Our studies along with the work of other groups have identified the family of PAS dimeric transcription factors as an essential sensory and regulatory component of communication between skin and the environment. This protein family comprises a number of hypoxia-induced factors (HIF-alpha proteins), aryl hydrocarbon receptor (AhR), AhR nuclear translocator (ARNT), and several proteins implicated in control of rhythmic processes (Clock, Period, and Bmal proteins). Together, various PAS proteins (and first of all ARNT – as the central dimerization partner in the family) control such pivotal aspects of cell physiology as drug/xenobiotic metabolism, hypoxic and UV light response, ROS activity, pathogen defense, overall energy balance and breathing pathways.

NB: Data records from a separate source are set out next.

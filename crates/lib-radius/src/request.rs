use std::time::Instant;

use crate::types::{PacketAddress, PacketCode, Value};

/// One attribute pair. The dictionary is external; pairs are keyed by
/// attribute name, compared case-insensitively as on the wire.
#[derive(Debug, Clone, PartialEq, Eq)]
pub struct Pair {
    pub name: String,
    pub value: Value,
}

impl Pair {
    pub fn new(name: impl Into<String>, value: Value) -> Self {
        Self {
            name: name.into(),
            value,
        }
    }
}

/// An ordered list of pairs, as carried by a request, reply or the control
/// and session-state lists.
#[derive(Debug, Clone, Default, PartialEq, Eq)]
pub struct PairList(Vec<Pair>);

impl PairList {
    pub fn new() -> Self {
        Self::default()
    }

    pub fn len(&self) -> usize {
        self.0.len()
    }

    pub fn is_empty(&self) -> bool {
        self.0.is_empty()
    }

    pub fn iter(&self) -> impl Iterator<Item = &Pair> {
        self.0.iter()
    }

    pub fn iter_mut(&mut self) -> impl Iterator<Item = &mut Pair> {
        self.0.iter_mut()
    }

    pub fn get(&self, name: &str) -> Option<&Value> {
        self.0
            .iter()
            .find(|pair| pair.name.eq_ignore_ascii_case(name))
            .map(|pair| &pair.value)
    }

    pub fn get_nth(&self, name: &str, index: usize) -> Option<&Value> {
        self.0
            .iter()
            .filter(|pair| pair.name.eq_ignore_ascii_case(name))
            .nth(index)
            .map(|pair| &pair.value)
    }

    pub fn get_all<'a>(&'a self, name: &'a str) -> impl Iterator<Item = &'a Value> {
        self.0
            .iter()
            .filter(move |pair| pair.name.eq_ignore_ascii_case(name))
            .map(|pair| &pair.value)
    }

    pub fn contains(&self, name: &str) -> bool {
        self.get(name).is_some()
    }

    pub fn push(&mut self, name: impl Into<String>, value: Value) {
        self.0.push(Pair::new(name, value));
    }

    /// Replace the first matching pair, or append.
    pub fn set(&mut self, name: &str, value: Value) {
        match self
            .0
            .iter_mut()
            .find(|pair| pair.name.eq_ignore_ascii_case(name))
        {
            Some(pair) => pair.value = value,
            None => self.push(name.to_string(), value),
        }
    }

    /// Replace every matching pair with a single one.
    pub fn replace(&mut self, name: &str, value: Value) {
        self.remove_all(name);
        self.push(name.to_string(), value);
    }

    pub fn remove(&mut self, name: &str) -> bool {
        match self
            .0
            .iter()
            .position(|pair| pair.name.eq_ignore_ascii_case(name))
        {
            Some(index) => {
                self.0.remove(index);
                true
            }
            None => false,
        }
    }

    pub fn remove_all(&mut self, name: &str) -> usize {
        let before = self.0.len();
        self.0.retain(|pair| !pair.name.eq_ignore_ascii_case(name));
        before - self.0.len()
    }

    /// Keep only matching pairs whose value equals `value`; used by the
    /// `==` filter operator.
    pub fn filter(&mut self, name: &str, value: &Value) -> usize {
        let before = self.0.len();
        self.0
            .retain(|pair| !pair.name.eq_ignore_ascii_case(name) || &pair.value == value);
        before - self.0.len()
    }
}

/// Which pair list an attribute reference names.
#[derive(Debug, Clone, Copy, Default, PartialEq, Eq, Hash)]
pub enum ListRef {
    #[default]
    Request,
    Control,
    Reply,
    SessionState,
}

impl ListRef {
    pub fn from_name(name: &str) -> Option<Self> {
        match name {
            "request" => Some(Self::Request),
            "control" => Some(Self::Control),
            "reply" => Some(Self::Reply),
            "session-state" => Some(Self::SessionState),
            _ => None,
        }
    }

    pub fn name(&self) -> &'static str {
        match self {
            Self::Request => "request",
            Self::Control => "control",
            Self::Reply => "reply",
            Self::SessionState => "session-state",
        }
    }
}

/// Per-request state threaded through the interpreter and the reply path.
#[derive(Debug)]
pub struct Request {
    pub packet: PairList,
    pub control: PairList,
    pub reply: PairList,
    pub session_state: PairList,

    pub address: Option<PacketAddress>,
    pub recv_time: Instant,

    /// Chosen by the worker from the section's final return code; `Handled`
    /// sections set it themselves.
    pub reply_code: Option<PacketCode>,

    foreach: Vec<Value>,
}

impl Default for Request {
    fn default() -> Self {
        Self::new()
    }
}

impl Request {
    pub fn new() -> Self {
        Self {
            packet: PairList::new(),
            control: PairList::new(),
            reply: PairList::new(),
            session_state: PairList::new(),
            address: None,
            recv_time: Instant::now(),
            reply_code: None,
            foreach: Vec::new(),
        }
    }

    pub fn with_address(address: PacketAddress, recv_time: Instant) -> Self {
        Self {
            address: Some(address),
            recv_time,
            ..Self::new()
        }
    }

    pub fn list(&self, list: ListRef) -> &PairList {
        match list {
            ListRef::Request => &self.packet,
            ListRef::Control => &self.control,
            ListRef::Reply => &self.reply,
            ListRef::SessionState => &self.session_state,
        }
    }

    pub fn list_mut(&mut self, list: ListRef) -> &mut PairList {
        match list {
            ListRef::Request => &mut self.packet,
            ListRef::Control => &mut self.control,
            ListRef::Reply => &mut self.reply,
            ListRef::SessionState => &mut self.session_state,
        }
    }

    pub fn foreach_depth(&self) -> usize {
        self.foreach.len()
    }

    pub fn push_foreach(&mut self, value: Value) {
        self.foreach.push(value);
    }

    pub fn set_foreach(&mut self, value: Value) {
        if let Some(slot) = self.foreach.last_mut() {
            *slot = value;
        }
    }

    pub fn pop_foreach(&mut self) {
        self.foreach.pop();
    }

    /// Attributes synthesized from packet metadata rather than carried as
    /// pairs. These are compared via callback, never by direct pair value.
    pub fn virtual_attr(&self, name: &str) -> Option<Value> {
        let address = self.address.as_ref()?;

        if name.eq_ignore_ascii_case("Packet-Src-IP-Address") {
            return match address.src.ip() {
                std::net::IpAddr::V4(ip) => Some(Value::Ipv4Addr(ip)),
                std::net::IpAddr::V6(ip) => Some(Value::Ipv6Addr(ip)),
            };
        }
        if name.eq_ignore_ascii_case("Packet-Dst-IP-Address") {
            return match address.dst.ip() {
                std::net::IpAddr::V4(ip) => Some(Value::Ipv4Addr(ip)),
                std::net::IpAddr::V6(ip) => Some(Value::Ipv6Addr(ip)),
            };
        }
        if name.eq_ignore_ascii_case("Packet-Src-Port") {
            return Some(Value::Uint32(address.src.port() as u32));
        }
        if name.eq_ignore_ascii_case("Packet-Dst-Port") {
            return Some(Value::Uint32(address.dst.port() as u32));
        }
        if name.eq_ignore_ascii_case("Packet-Type") {
            return Some(Value::Uint32(address.code as u32));
        }

        None
    }

    /// Equality via the virtual attribute's callback. This replaces
    /// direct pair comparison for attributes that have no pairs to
    /// compare; other operators are rejected at compile time.
    pub fn compare_virtual(&self, name: &str, value: &Value) -> bool {
        let Some(actual) = self.virtual_attr(name) else {
            return false;
        };
        let Ok(value) = value.cast(actual.kind()) else {
            return false;
        };
        actual
            .compare(&value)
            .map(|ordering| ordering.is_eq())
            .unwrap_or(false)
    }

    /// Resolve `Foreach-Variable-N`, counting inside-out as nested loops
    /// stack up.
    pub fn foreach_attr(&self, name: &str) -> Option<Value> {
        let n: usize = name
            .strip_prefix("Foreach-Variable-")
            .or_else(|| name.strip_prefix("foreach-variable-"))?
            .parse()
            .ok()?;

        let depth = self.foreach.len();
        if n >= depth {
            return None;
        }
        self.foreach.get(depth - 1 - n).cloned()
    }
}

#[cfg(test)]
mod tests {
    use std::net::SocketAddr;

    use super::*;

    #[test]
    fn pair_list_ops() {
        let mut list = PairList::new();
        list.push("User-Name", Value::from("alice"));
        list.push("Reply-Message", Value::from("a"));
        list.push("Reply-Message", Value::from("b"));

        assert_eq!(list.get("user-name"), Some(&Value::from("alice")));
        assert_eq!(list.get_all("Reply-Message").count(), 2);
        assert_eq!(list.get_nth("Reply-Message", 1), Some(&Value::from("b")));

        list.set("User-Name", Value::from("bob"));
        assert_eq!(list.get("User-Name"), Some(&Value::from("bob")));
        assert_eq!(list.len(), 3);

        list.replace("Reply-Message", Value::from("only"));
        assert_eq!(list.get_all("Reply-Message").count(), 1);

        assert_eq!(list.remove_all("User-Name"), 1);
        assert!(!list.contains("User-Name"));
    }

    #[test]
    fn filter_keeps_matches() {
        let mut list = PairList::new();
        list.push("Class", Value::from("keep"));
        list.push("Class", Value::from("drop"));
        list.push("Other", Value::from("x"));

        assert_eq!(list.filter("Class", &Value::from("keep")), 1);
        assert_eq!(list.get_all("Class").count(), 1);
        assert!(list.contains("Other"));
    }

    #[test]
    fn virtual_attrs_come_from_address() {
        let address = PacketAddress::new(
            SocketAddr::from(([198, 51, 100, 42], 1000)),
            SocketAddr::from(([203, 0, 113, 1], 1812)),
            PacketCode::AccessRequest,
            7,
        );
        let request = Request::with_address(address, Instant::now());

        assert_eq!(
            request.virtual_attr("Packet-Src-IP-Address"),
            Some(Value::Ipv4Addr([198, 51, 100, 42].into()))
        );
        assert_eq!(
            request.virtual_attr("packet-src-port"),
            Some(Value::Uint32(1000))
        );
        assert_eq!(request.virtual_attr("User-Name"), None);
    }

    #[test]
    fn foreach_variables_count_inside_out() {
        let mut request = Request::new();
        request.push_foreach(Value::from("outer"));
        request.push_foreach(Value::from("inner"));

        assert_eq!(
            request.foreach_attr("Foreach-Variable-0"),
            Some(Value::from("inner"))
        );
        assert_eq!(
            request.foreach_attr("Foreach-Variable-1"),
            Some(Value::from("outer"))
        );
        assert_eq!(request.foreach_attr("Foreach-Variable-2"), None);
    }
}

In his presentation Dr. Panteleyev will focus on the role of ARNT activity and local hypoxia in control of keratinocyte differentiation and cornification. His recent work revealed that ARNT negatively regulates expression of late differentiation genes through modulation of amphiregulin expression and downstream alterations in activity of EGFR pathway. All these effects are highly dependent on epigenetic mechanisms such as histone deacetylation. Characterisation of hypoxia as a key microenvironmental factor in the skin and the role of HIF pathway in control of dermal vasculature and epidermal functions is another major focus of Dr. Panteleyev’s presentation.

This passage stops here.